When a line in the listing below contains the word "String", return a copy of that line.

--

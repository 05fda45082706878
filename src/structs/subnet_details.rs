use serde::Serialize;
use serde_json::Value;

#[derive(Debug, Clone, Serialize)]
pub struct SubnetDetails {
    pub id: Option<String>,
    pub name: Option<String>,
    pub address_prefix: Option<String>,
    pub resource_group: String,
    pub vnet_name: String,
    /// Raw NSG reference from the subnet descriptor (carries the id)
    #[serde(skip_serializing_if = "Option::is_none")]
    pub network_security_group: Option<Value>,
    /// Raw route table reference from the subnet descriptor
    #[serde(skip_serializing_if = "Option::is_none")]
    pub route_table: Option<Value>,
    pub service_endpoints: Vec<Value>,
    pub private_endpoint_network_policies: Option<String>,
    pub private_link_service_network_policies: Option<String>,
}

--

• RESPONSE TO THE TASK
    pub id: Option<String>,
    pub name: Option<String>,
    pub address_prefix: Option<String>,
    pub resource_group: String,
    pub vnet_name: String,
    pub private_endpoint_network_policies: Option<String>,
    pub private_link_service_network_policies: Option<String>,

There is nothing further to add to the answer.